## Required action:
Across the entries below, work out how many lines contain "TransactionType". Please give the number only.

## Given data:

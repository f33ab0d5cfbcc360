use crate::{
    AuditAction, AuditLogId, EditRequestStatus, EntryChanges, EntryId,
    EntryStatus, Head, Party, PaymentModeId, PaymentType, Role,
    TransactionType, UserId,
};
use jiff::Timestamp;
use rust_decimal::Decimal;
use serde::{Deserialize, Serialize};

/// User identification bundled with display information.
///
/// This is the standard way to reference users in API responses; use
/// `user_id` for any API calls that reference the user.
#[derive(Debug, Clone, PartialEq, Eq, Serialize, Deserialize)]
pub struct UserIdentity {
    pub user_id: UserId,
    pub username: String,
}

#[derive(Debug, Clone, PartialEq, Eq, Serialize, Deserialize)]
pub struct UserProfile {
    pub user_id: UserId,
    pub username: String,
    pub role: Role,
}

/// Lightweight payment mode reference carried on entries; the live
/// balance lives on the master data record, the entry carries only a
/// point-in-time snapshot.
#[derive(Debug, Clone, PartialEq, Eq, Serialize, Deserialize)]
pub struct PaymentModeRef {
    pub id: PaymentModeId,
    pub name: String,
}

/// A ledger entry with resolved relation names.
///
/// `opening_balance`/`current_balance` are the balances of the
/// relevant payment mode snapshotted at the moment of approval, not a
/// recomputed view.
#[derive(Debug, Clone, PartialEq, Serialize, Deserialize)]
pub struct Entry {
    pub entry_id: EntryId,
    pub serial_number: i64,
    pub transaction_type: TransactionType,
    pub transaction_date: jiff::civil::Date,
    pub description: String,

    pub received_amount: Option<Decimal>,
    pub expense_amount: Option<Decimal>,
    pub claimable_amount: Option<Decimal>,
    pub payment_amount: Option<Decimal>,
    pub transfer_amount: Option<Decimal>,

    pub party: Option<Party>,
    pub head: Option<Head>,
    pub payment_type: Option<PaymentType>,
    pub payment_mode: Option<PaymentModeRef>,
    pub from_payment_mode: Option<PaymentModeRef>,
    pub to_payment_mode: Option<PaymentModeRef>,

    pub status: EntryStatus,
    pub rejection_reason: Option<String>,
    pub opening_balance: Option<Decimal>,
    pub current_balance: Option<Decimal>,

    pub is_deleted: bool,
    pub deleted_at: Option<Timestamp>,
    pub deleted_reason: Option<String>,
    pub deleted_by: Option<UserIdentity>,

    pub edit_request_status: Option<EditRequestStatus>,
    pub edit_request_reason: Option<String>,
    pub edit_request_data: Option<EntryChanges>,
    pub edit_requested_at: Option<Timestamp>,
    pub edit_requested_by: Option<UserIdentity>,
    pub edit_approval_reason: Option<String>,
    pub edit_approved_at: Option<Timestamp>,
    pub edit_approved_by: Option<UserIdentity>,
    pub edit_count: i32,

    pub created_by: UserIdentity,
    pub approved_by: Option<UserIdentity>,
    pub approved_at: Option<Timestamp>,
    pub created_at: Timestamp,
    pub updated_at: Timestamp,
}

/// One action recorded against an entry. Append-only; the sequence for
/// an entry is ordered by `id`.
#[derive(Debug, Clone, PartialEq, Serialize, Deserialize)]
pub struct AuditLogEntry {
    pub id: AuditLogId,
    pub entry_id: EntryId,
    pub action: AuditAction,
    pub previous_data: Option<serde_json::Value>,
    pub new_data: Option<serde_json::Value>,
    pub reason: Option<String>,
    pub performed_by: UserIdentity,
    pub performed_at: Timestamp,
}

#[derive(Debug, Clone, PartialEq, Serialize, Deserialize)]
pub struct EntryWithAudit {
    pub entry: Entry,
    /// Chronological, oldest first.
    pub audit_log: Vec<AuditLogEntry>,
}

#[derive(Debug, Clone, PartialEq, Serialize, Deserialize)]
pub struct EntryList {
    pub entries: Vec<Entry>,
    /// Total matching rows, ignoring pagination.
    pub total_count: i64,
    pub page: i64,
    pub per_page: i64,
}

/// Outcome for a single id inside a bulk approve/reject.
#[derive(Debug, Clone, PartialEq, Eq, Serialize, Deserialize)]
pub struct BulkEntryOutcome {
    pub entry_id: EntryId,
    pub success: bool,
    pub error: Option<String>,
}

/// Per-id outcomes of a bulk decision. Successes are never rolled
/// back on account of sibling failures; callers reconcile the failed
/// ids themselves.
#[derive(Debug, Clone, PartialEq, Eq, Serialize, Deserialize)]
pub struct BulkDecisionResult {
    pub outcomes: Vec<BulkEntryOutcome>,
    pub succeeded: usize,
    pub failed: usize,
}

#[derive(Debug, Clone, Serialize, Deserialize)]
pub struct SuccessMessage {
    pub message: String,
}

## Exercise output:
2